Work request
In the material below, which lines hold the word "durable"? Pick each one out.

___

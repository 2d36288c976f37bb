//! Thread binder: chat thread ↔ agent session routing
//!
//! Holds at most one binding per thread id. The cap on live bindings is
//! soft: at capacity, an inactive binding with the oldest activity is
//! evicted; with no inactive candidate the new binding still enters. A
//! background reaper removes idle bindings and hands them to a hook that
//! runs outside the lock.

use crate::agent::AgentProcess;
use crate::store::{SessionMetadata, SessionRecord};
use chrono::{DateTime, Utc};
use std::collections::HashMap;
use std::future::Future;
use std::sync::Arc;
use std::time::Duration;
use tokio::sync::RwLock;
use tokio_util::sync::CancellationToken;

/// Routing record binding a chat thread to a live agent session.
#[derive(Clone)]
pub struct ThreadBinding {
    /// Chat thread id (primary key)
    pub thread_id: String,
    pub channel_id: String,
    pub user_id: String,
    /// Agent-assigned session id
    pub session_id: String,
    /// Process correlation id, for logs
    pub correlation_id: String,
    /// Session working directory
    pub working_dir: String,
    pub last_activity: DateTime<Utc>,
    pub active: bool,
    /// Live process handle; never serialized
    pub process: Option<Arc<AgentProcess>>,
}

impl ThreadBinding {
    /// Render this binding as a durable record snapshot.
    pub fn to_record(&self) -> SessionRecord {
        SessionRecord {
            session_id: self.session_id.clone(),
            user_id: self.user_id.clone(),
            metadata: SessionMetadata {
                thread_id: self.thread_id.clone(),
                channel_id: self.channel_id.clone(),
                working_dir: self.working_dir.clone(),
                last_activity: self.last_activity,
                active: self.active,
                extra: Default::default(),
            },
        }
    }
}

/// In-memory index from thread id to [`ThreadBinding`].
pub struct ThreadBinder {
    bindings: RwLock<HashMap<String, ThreadBinding>>,
    max_sessions: usize,
}

impl ThreadBinder {
    pub fn new(max_sessions: usize) -> Self {
        Self {
            bindings: RwLock::new(HashMap::new()),
            max_sessions,
        }
    }

    pub async fn get(&self, thread_id: &str) -> Option<ThreadBinding> {
        self.bindings.read().await.get(thread_id).cloned()
    }

    /// Insert a binding, evicting the oldest inactive binding when at
    /// capacity. The cap is soft: with no inactive candidate the index
    /// grows past it.
    pub async fn put(&self, binding: ThreadBinding) {
        let mut bindings = self.bindings.write().await;

        if bindings.len() >= self.max_sessions && !bindings.contains_key(&binding.thread_id) {
            let evict = bindings
                .values()
                .filter(|b| !b.active)
                .min_by_key(|b| b.last_activity)
                .map(|b| b.thread_id.clone());

            match evict {
                Some(thread_id) => {
                    bindings.remove(&thread_id);
                    tracing::info!(
                        thread_id = %thread_id,
                        "Evicted oldest inactive binding to make room"
                    );
                }
                None => {
                    tracing::warn!(
                        count = bindings.len(),
                        max = self.max_sessions,
                        "Binding cap exceeded, no inactive binding to evict"
                    );
                }
            }
        }

        bindings.insert(binding.thread_id.clone(), binding);
    }

    pub async fn remove(&self, thread_id: &str) -> Option<ThreadBinding> {
        self.bindings.write().await.remove(thread_id)
    }

    /// Bump `last_activity` to now iff the binding exists.
    pub async fn touch(&self, thread_id: &str) -> bool {
        let mut bindings = self.bindings.write().await;
        match bindings.get_mut(thread_id) {
            Some(binding) => {
                binding.last_activity = Utc::now();
                true
            }
            None => false,
        }
    }

    pub async fn len(&self) -> usize {
        self.bindings.read().await.len()
    }

    pub async fn is_empty(&self) -> bool {
        self.bindings.read().await.is_empty()
    }

    /// Remove every binding idle longer than `idle_timeout` and return them
    /// marked inactive. No I/O happens under the lock.
    pub async fn reap(&self, idle_timeout: Duration) -> Vec<ThreadBinding> {
        let now = Utc::now();
        let idle = chrono::Duration::from_std(idle_timeout).unwrap_or(chrono::Duration::MAX);

        let mut bindings = self.bindings.write().await;
        let expired: Vec<String> = bindings
            .values()
            .filter(|b| now - b.last_activity > idle)
            .map(|b| b.thread_id.clone())
            .collect();

        expired
            .into_iter()
            .filter_map(|thread_id| {
                bindings.remove(&thread_id).map(|mut binding| {
                    binding.active = false;
                    tracing::info!(
                        thread_id = %binding.thread_id,
                        session_id = %binding.session_id,
                        "Reaped idle binding"
                    );
                    binding
                })
            })
            .collect()
    }

    /// Run the idle reaper until shutdown. Each reaped binding is handed to
    /// `on_reap` outside the index lock; the hook is expected to stop the
    /// process and deactivate the durable record.
    pub fn start_reaper<F, Fut>(
        self: Arc<Self>,
        interval: Duration,
        idle_timeout: Duration,
        shutdown: CancellationToken,
        on_reap: F,
    ) -> tokio::task::JoinHandle<()>
    where
        F: Fn(ThreadBinding) -> Fut + Send + Sync + 'static,
        Fut: Future<Output = ()> + Send,
    {
        tokio::spawn(async move {
            let mut ticker = tokio::time::interval(interval);
            loop {
                tokio::select! {
                    _ = shutdown.cancelled() => break,
                    _ = ticker.tick() => {
                        for binding in self.reap(idle_timeout).await {
                            on_reap(binding).await;
                        }
                    }
                }
            }
            tracing::debug!("Binding reaper stopped");
        })
    }
}

#[cfg(test)]
mod tests {
    use super::*;

    fn binding(thread_id: &str, active: bool, idle_minutes: i64) -> ThreadBinding {
        ThreadBinding {
            thread_id: thread_id.to_string(),
            channel_id: "C1".to_string(),
            user_id: "u1".to_string(),
            session_id: format!("s-{}", thread_id),
            correlation_id: "corr".to_string(),
            working_dir: "/tmp/w".to_string(),
            last_activity: Utc::now() - chrono::Duration::minutes(idle_minutes),
            active,
            process: None,
        }
    }

    #[tokio::test]
    async fn test_put_get_remove_touch() {
        let binder = ThreadBinder::new(10);
        binder.put(binding("t1", true, 60)).await;

        let got = binder.get("t1").await.unwrap();
        let before = got.last_activity;

        assert!(binder.touch("t1").await);
        assert!(binder.get("t1").await.unwrap().last_activity > before);
        assert!(!binder.touch("missing").await);

        assert!(binder.remove("t1").await.is_some());
        assert!(binder.get("t1").await.is_none());
        assert!(binder.is_empty().await);
    }

    #[tokio::test]
    async fn test_cap_evicts_oldest_inactive() {
        let binder = ThreadBinder::new(3);
        binder.put(binding("t1", false, 50)).await;
        binder.put(binding("t2", false, 90)).await; // oldest inactive
        binder.put(binding("t3", true, 120)).await;

        binder.put(binding("t4", true, 0)).await;

        assert_eq!(binder.len().await, 3);
        assert!(binder.get("t2").await.is_none());
        assert!(binder.get("t1").await.is_some());
        assert!(binder.get("t3").await.is_some());
        assert!(binder.get("t4").await.is_some());
    }

    #[tokio::test]
    async fn test_cap_is_soft_without_inactive_candidate() {
        let binder = ThreadBinder::new(2);
        binder.put(binding("t1", true, 10)).await;
        binder.put(binding("t2", true, 20)).await;

        binder.put(binding("t3", true, 0)).await;

        // Cap exceeded by one, nothing evicted
        assert_eq!(binder.len().await, 3);
    }

    #[tokio::test]
    async fn test_put_existing_thread_never_evicts() {
        let binder = ThreadBinder::new(2);
        binder.put(binding("t1", false, 50)).await;
        binder.put(binding("t2", true, 10)).await;

        // Replacing t2 in place: t1 must survive
        binder.put(binding("t2", true, 0)).await;
        assert_eq!(binder.len().await, 2);
        assert!(binder.get("t1").await.is_some());
    }

    #[tokio::test]
    async fn test_reap_removes_only_idle_bindings() {
        let binder = ThreadBinder::new(10);
        binder.put(binding("fresh", true, 5)).await;
        binder.put(binding("stale", true, 31)).await;

        let reaped = binder.reap(Duration::from_secs(30 * 60)).await;

        assert_eq!(reaped.len(), 1);
        assert_eq!(reaped[0].thread_id, "stale");
        assert!(!reaped[0].active);
        assert!(binder.get("stale").await.is_none());
        assert!(binder.get("fresh").await.is_some());
    }

    #[tokio::test]
    async fn test_reaper_task_invokes_hook() {
        let binder = Arc::new(ThreadBinder::new(10));
        binder.put(binding("stale", true, 31)).await;

        let (tx, mut rx) = tokio::sync::mpsc::unbounded_channel();
        let shutdown = CancellationToken::new();
        let handle = binder.clone().start_reaper(
            Duration::from_millis(10),
            Duration::from_secs(30 * 60),
            shutdown.clone(),
            move |binding| {
                let tx = tx.clone();
                async move {
                    let _ = tx.send(binding.thread_id);
                }
            },
        );

        let reaped = tokio::time::timeout(Duration::from_secs(2), rx.recv())
            .await
            .unwrap()
            .unwrap();
        assert_eq!(reaped, "stale");

        shutdown.cancel();
        handle.await.unwrap();
    }

    #[tokio::test]
    async fn test_binding_to_record() {
        let b = binding("t1", true, 0);
        let record = b.to_record();
        assert_eq!(record.session_id, "s-t1");
        assert_eq!(record.metadata.thread_id, "t1");
        assert_eq!(record.metadata.channel_id, "C1");
        assert!(record.metadata.active);
    }
}
//! chatclaw - Chat-Driven Orchestrator for a Command-Line Coding Agent
//!
//! Binary entry point: loads configuration, wires the dispatcher to a chat
//! adapter, and manages bounded shutdown.

use anyhow::Result;
use chatclaw::{
    agent::SessionService,
    bot::Dispatcher,
    chat::ConsoleChat,
    config::{apply_env_overrides, ChatClawConfig},
    store::JsonFileStore,
};
use clap::{Parser, Subcommand};
use std::path::PathBuf;
use std::sync::Arc;
use std::time::Duration;
use tokio::sync::mpsc;
use tokio_util::sync::CancellationToken;
use tracing_subscriber::{layer::SubscriberExt, util::SubscriberInitExt};

/// Bounded wait for workers on shutdown
const SHUTDOWN_GRACE: Duration = Duration::from_secs(10);

#[derive(Parser)]
#[command(name = "chatclaw")]
#[command(author = "A3S Lab Team")]
#[command(version)]
#[command(about = "Chat-driven orchestrator for a command-line coding agent")]
struct Cli {
    /// Configuration file path
    #[arg(short, long, env = "CHATCLAW_CONFIG")]
    config: Option<PathBuf>,

    /// Enable verbose logging
    #[arg(short, long)]
    verbose: bool,

    #[command(subcommand)]
    command: Commands,
}

#[derive(Subcommand)]
enum Commands {
    /// Run the bot against the console chat adapter
    Run,

    /// Show configuration
    Config {
        /// Show default configuration
        #[arg(long)]
        default: bool,
    },
}

#[tokio::main]
async fn main() -> Result<()> {
    let cli = Cli::parse();

    let log_level = if cli.verbose { "debug" } else { "info" };
    tracing_subscriber::registry()
        .with(
            tracing_subscriber::EnvFilter::try_from_default_env()
                .unwrap_or_else(|_| format!("chatclaw={}", log_level).into()),
        )
        .with(tracing_subscriber::fmt::layer())
        .init();

    let mut config = if let Some(config_path) = cli.config {
        let content = std::fs::read_to_string(&config_path)?;
        toml::from_str(&content)?
    } else {
        ChatClawConfig::default()
    };
    apply_env_overrides(&mut config);

    match cli.command {
        Commands::Run => run_bot(config).await?,
        Commands::Config { default } => {
            let config = if default {
                ChatClawConfig::default()
            } else {
                config
            };
            println!("{}", toml::to_string_pretty(&config)?);
        }
    }

    Ok(())
}

async fn run_bot(config: ChatClawConfig) -> Result<()> {
    tracing::info!("Starting chatclaw");

    let shutdown = CancellationToken::new();
    let store = Arc::new(JsonFileStore::new(&config.store.root)?);
    let service = Arc::new(SessionService::new(config.agent.clone()));
    let console = Arc::new(ConsoleChat::new());

    let dispatcher = Arc::new(Dispatcher::new(
        config.bot.clone(),
        console.clone(),
        service.clone(),
        store,
        None,
        shutdown.clone(),
    )?);

    let reaper = dispatcher.start_reaper();

    let (events_tx, events_rx) = mpsc::channel(64);
    let run_handle = tokio::spawn(dispatcher.clone().run(events_rx));

    let source_handle = {
        let console = console.clone();
        let shutdown = shutdown.clone();
        tokio::spawn(async move {
            console.run_source(events_tx, shutdown).await;
        })
    };

    tracing::info!(
        command = %config.bot.command,
        "chatclaw is running. Press Ctrl+C to stop."
    );

    tokio::signal::ctrl_c().await?;
    tracing::info!("Shutting down...");

    shutdown.cancel();
    service.shutdown().await;
    dispatcher.tracker().close();

    let drain = async {
        let _ = run_handle.await;
        let _ = reaper.await;
        let _ = source_handle.await;
        dispatcher.tracker().wait().await;
    };
    if tokio::time::timeout(SHUTDOWN_GRACE, drain).await.is_err() {
        tracing::warn!("Timeout waiting for workers to stop");
    }

    tracing::info!("chatclaw stopped");
    Ok(())
}
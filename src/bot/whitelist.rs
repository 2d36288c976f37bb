//! Channel whitelist gating

use crate::error::{Error, Result};
use regex::Regex;

/// Optional gate on inbound events by channel id pattern.
///
/// Patterns are compiled at construction; an invalid pattern fails
/// construction. An empty whitelist allows every channel.
#[derive(Debug)]
pub struct ChannelWhitelist {
    patterns: Vec<Regex>,
}

impl ChannelWhitelist {
    pub fn new(patterns: &[String]) -> Result<Self> {
        let patterns = patterns
            .iter()
            .map(|pattern| {
                Regex::new(pattern).map_err(|e| {
                    Error::Config(format!("invalid whitelist pattern '{}': {}", pattern, e))
                })
            })
            .collect::<Result<Vec<_>>>()?;

        Ok(Self { patterns })
    }

    /// True when the list is empty or any pattern matches.
    pub fn is_allowed(&self, channel_id: &str) -> bool {
        self.patterns.is_empty() || self.patterns.iter().any(|p| p.is_match(channel_id))
    }
}

#[cfg(test)]
mod tests {
    use super::*;

    #[test]
    fn test_empty_whitelist_allows_all() {
        let whitelist = ChannelWhitelist::new(&[]).unwrap();
        assert!(whitelist.is_allowed("C123"));
        assert!(whitelist.is_allowed(""));
    }

    #[test]
    fn test_matching_patterns() {
        let whitelist =
            ChannelWhitelist::new(&["^C.*DEV$".to_string(), "^D".to_string()]).unwrap();
        assert!(whitelist.is_allowed("C123DEV"));
        assert!(whitelist.is_allowed("D999"));
        assert!(!whitelist.is_allowed("C123PROD"));
    }

    #[test]
    fn test_invalid_pattern_fails_construction() {
        let err = ChannelWhitelist::new(&["[unclosed".to_string()]).unwrap_err();
        assert!(matches!(err, Error::Config(_)));
    }

    #[test]
    fn test_is_allowed_is_pure() {
        let whitelist = ChannelWhitelist::new(&["^C.*DEV$".to_string()]).unwrap();
        for _ in 0..3 {
            assert!(whitelist.is_allowed("CXDEV"));
            assert!(!whitelist.is_allowed("CXPROD"));
        }
    }
}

___

Solved problem
    /// Render this binding as a durable record snapshot.
    /// process and deactivate the durable record.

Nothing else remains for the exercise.